# No emergency pet services here!! YIKES



## Colleen (Sep 14, 2021)

I found this out today when our 12 year old Balinese Siamese cat needed to be looked at pronto. I called 2 of the vets offices and they said they aren't taking any new patients and didn't have room in their schedule today for an emergency. WHAT??? I was going to call some other vets but one of the receptionists told me to contact the free neuter/spay clinic. I called them and they said walk-ins were from 9-11am. We drove 20 miles in to town and I registered at 9:10am. The place was packed. After 2 1/2 hour wait, one of the receptionists told me I could leave our cat and they would call because it would be another hour...at least. We went back home and about 2:15PM, the vet called and talked to us about what she thought we should do.

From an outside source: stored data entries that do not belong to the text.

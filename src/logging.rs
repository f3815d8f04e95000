//! # Structured Logging Module
//!
//! Environment-aware structured logging. Production emits JSON lines, every
//! other environment emits human-readable output. `RUST_LOG` overrides the
//! environment-derived level.

use chrono::Utc;
use std::process;
use std::sync::OnceLock;
use tracing_subscriber::{fmt, layer::SubscriberExt, util::SubscriberInitExt, EnvFilter, Layer};
use uuid::Uuid;

static LOGGER_INITIALIZED: OnceLock<()> = OnceLock::new();

/// Initialize structured logging with environment-specific configuration
pub fn init_structured_logging() {
    LOGGER_INITIALIZED.get_or_init(|| {
        let environment = get_environment();
        let filter = EnvFilter::try_from_default_env()
            .unwrap_or_else(|_| EnvFilter::new(get_log_level(&environment)));

        let layer = if environment == "production" {
            fmt::layer()
                .with_target(true)
                .with_thread_ids(true)
                .json()
                .with_filter(filter)
                .boxed()
        } else {
            fmt::layer()
                .with_target(true)
                .with_thread_ids(true)
                .with_ansi(true)
                .with_filter(filter)
                .boxed()
        };

        // Another subscriber may already be installed (tests, embedding host)
        if tracing_subscriber::registry().with(layer).try_init().is_err() {
            tracing::debug!("Global tracing subscriber already initialized");
        }

        tracing::info!(
            pid = process::id(),
            environment = %environment,
            "Structured logging initialized"
        );
    });
}

/// Get current environment from environment variables
fn get_environment() -> String {
    std::env::var("INTEGRATION_STREAM_ENV")
        .or_else(|_| std::env::var("APP_ENV"))
        .unwrap_or_else(|_| "development".to_string())
}

/// Get log level based on environment
fn get_log_level(environment: &str) -> String {
    match environment {
        "production" => "info".to_string(),
        _ => "debug".to_string(),
    }
}

/// Log structured data for stream operations
pub fn log_stream_operation(
    operation: &str,
    stream_id: Uuid,
    run_id: Option<Uuid>,
    platform: &str,
    status: &str,
    details: Option<&str>,
) {
    tracing::info!(
        operation = %operation,
        stream_id = %stream_id,
        run_id = ?run_id,
        platform = %platform,
        status = %status,
        details = details,
        timestamp = %Utc::now().to_rfc3339(),
        "STREAM_OPERATION"
    );
}

/// Log structured data for data unit operations
pub fn log_data_operation(
    operation: &str,
    data_id: Uuid,
    stream_id: Uuid,
    platform: &str,
    status: &str,
    details: Option<&str>,
) {
    tracing::info!(
        operation = %operation,
        data_id = %data_id,
        stream_id = %stream_id,
        platform = %platform,
        status = %status,
        details = details,
        timestamp = %Utc::now().to_rfc3339(),
        "DATA_OPERATION"
    );
}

I just couldn't believe there was no one that would take him.


----------



## Kaila (Sep 14, 2021)

That's sad and awful, for both your kitty, and yourselves.
(And for all of the other people and pets, too. )

Adds stresses to an already stressful and difficult time.


----------



## Becky1951 (Sep 14, 2021)

Start calling all vet services in your area, or next closest area and ask about emergency services, etc . When you find one make an appointment so your cat will be an established patient.


----------



## officerripley (Sep 14, 2021)

They did away with emerg. veterinary service here too; the nearest emerg. vet is about 30 miles away.


----------



## squatting dog (Sep 14, 2021)

I ran into this problem in Arkansas too. When my little guy took a sudden turn for the worse and was in absolute pain, I needed to put him down, I was stunned to learn there was no emergency vet service at any of the 4 vets close to me. I ended up driving him 90 miles to a vet where he was cared for. 
Cost me $360 dollars but, when it comes to the fur babies, money is no object. I still miss the little guy.


----------



## WheatenLover (Sep 14, 2021)

Our vet has an emergency clinic. But when it is full, my daughter has to drive the dog to another one 1.5 hours away. I think all the pets in this town get sick or injured on weekends. I know my dog does -- except 1/2 the time he's not sick. My daughter is a worrywart, despite me reassuring her that we can take care of his malady at home. These are simple things, nothing that requires a vet unless short-term home treatment doesn't work.


----------



## Tish (Sep 15, 2021)

That is very sad.


----------



## Lee (Sep 15, 2021)

I found out when I moved that not only are people docs in short supply so are pet docs.
Currently there is a petition at a local pet store asking the local vets to put a system in place for emergency care as the nearest is over an hours drive away and will not accept patients from out of town anyway.

I am fortunate that I did get a vet practice here who is open 7 days a week but not sure if they will take an emergency over someone with an appointment.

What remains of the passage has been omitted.